OK, que foi um sucesso de vendas a trilogia “50 Tons de Cinza” todos sabem. Que tem gente fazendo contagem regressiva pra ir no cinema semana que vem, as redes sociais confirmam. Que teve e vai ter muito casal brincando de ser o Sr. Grey, eu desconfio. E que o botão de replay do trailer do filme tá gasto, eu não duvido. 

Mas tem um ponto principal nesse oba-oba todo com o Sr. Grey que temos que debater. Tem gente que ainda não percebeu o motivo de todo esse barulho. Quando você comenta sobre a trilogia aparecem respostas como: “o livro fala do cara que bate na mulher e a mulher que gosta de apanhar” – ou algum comentário patético assim. Eu realmente acho que algumas pessoas não perceberam a importância de um livro ter não só estourado as vendas, mas um pouco desse conceito terrível sobre a sexualidade feminina.

Talvez tenha sido o começo de um novo tipo de leitura para as mulheres. Talvez tenha sido o responsável pela reanimada em muitos relacionamentos. Talvez tenha sido pra descobrir algumas fantasias – agora aceitas, porque foram mencionadas em um best seller. Talvez as leitoras tenham encontrado uma “liberdade” pra fantasiar sem culpa e perceber que não existe limite sexual e nem certo ou errado.
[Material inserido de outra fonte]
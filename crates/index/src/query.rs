use std::sync::Arc;

use hashbrown::HashMap;

use crate::document::Document;
use crate::{tokenize, IndexError, RecordIndex};

/// One retrieval candidate: the stored document plus its relevance score.
///
/// The score is the fraction of the query's distinct n-grams found in the
/// document, in `[0, 1]`. It ranks candidates for evaluation order only.
#[derive(Debug, Clone)]
pub struct SearchHit {
    pub doc: Arc<Document>,
    pub score: f32,
}

impl RecordIndex {
    /// Top-K documents by term overlap with the query text.
    ///
    /// Results are ordered by descending score with insertion id as the tie
    /// break, so a given corpus and query always produce the same ranking.
    pub fn search(&self, query_text: &str, top_k: usize) -> Result<Vec<SearchHit>, IndexError> {
        let terms = tokenize(query_text);
        if terms.is_empty() || top_k == 0 {
            return Ok(Vec::new());
        }

        let mut overlap: HashMap<u64, u32> = HashMap::new();
        for term in &terms {
            for doc_id in self.backend.postings(term)? {
                *overlap.entry(doc_id).or_insert(0) += 1;
            }
        }
        log::debug!(
            "query produced {} grams, {} candidate docs",
            terms.len(),
            overlap.len()
        );

        let mut ranked: Vec<(u64, u32)> = overlap.into_iter().collect();
        ranked.sort_by(|a, b| b.1.cmp(&a.1).then_with(|| a.0.cmp(&b.0)));
        ranked.truncate(top_k);

        let total = terms.len() as f32;
        let mut hits = Vec::with_capacity(ranked.len());
        for (doc_id, matched) in ranked {
            let doc = self
                .backend
                .doc(doc_id)?
                .ok_or_else(|| IndexError::backend(format!("missing doc {doc_id}")))?;
            hits.push(SearchHit {
                doc,
                score: matched as f32 / total,
            });
        }
        Ok(hits)
    }
}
Entendam de uma vez por todas: não é porque ele milionário, dá uns tapas nela e eles tem um final feliz que a mulherada se encantou com o sofrido Sr. Grey.  Definitivamente não. O que encantou é que ele é um cara envolvente, até mesmo na superficialidade. Digo isso porque mesmo sem querer um relacionamento ou se aprofundar, ele se entrega. Ele olha, deseja e quer a protagonista com o mesmo anseio de uma primeira vez. Ele decora o corpo da personagem com a ponta da língua. Ele a admira. Ele não tem pressa. Ele enxerga a reação dela ao toque dele, ele presta atenção se está agradando ou não. O Sr. Grey sabe ler a mulher que tem nas mãos.

Porque as mulheres se encantam com o Sr. Gray

Acho que não é construindo muros que você vai chegar perto de se entregar. Não é com posições acrobáticas que se agrada ninguém. Não é com uma língua que faz o alfabeto que o sexo é feito. Não é com a luz apagada. Não é com pressa. Lição básica de vida: esqueçam os filmes pornôs. Saibam olhar, saibam envolver. Saibam agir e reagir. Saibam mostrar o que vocês sentem – sem importar mais nada.

Pra mim a trilogia não é erótica. Ok, admito, tem umas cenas interessantes. Mas apesar disso, o livro transborda romance. Tem um cara sofrido e uma fulaninha simples. Não acredito que os protagonistas estavam esperando pelo final feliz, mas acredito que quando juntos eles enxergaram além de uma relação tradicional. Sem dúvida conseguiram construir a relação deles como quiseram e deixaram de canto os julgamentos para se entregar e sentir o que tivessem vontade. Eles focaram no próprio bem estar e foram aproveitar. Final feliz melhor que esse eu não conheço. E você?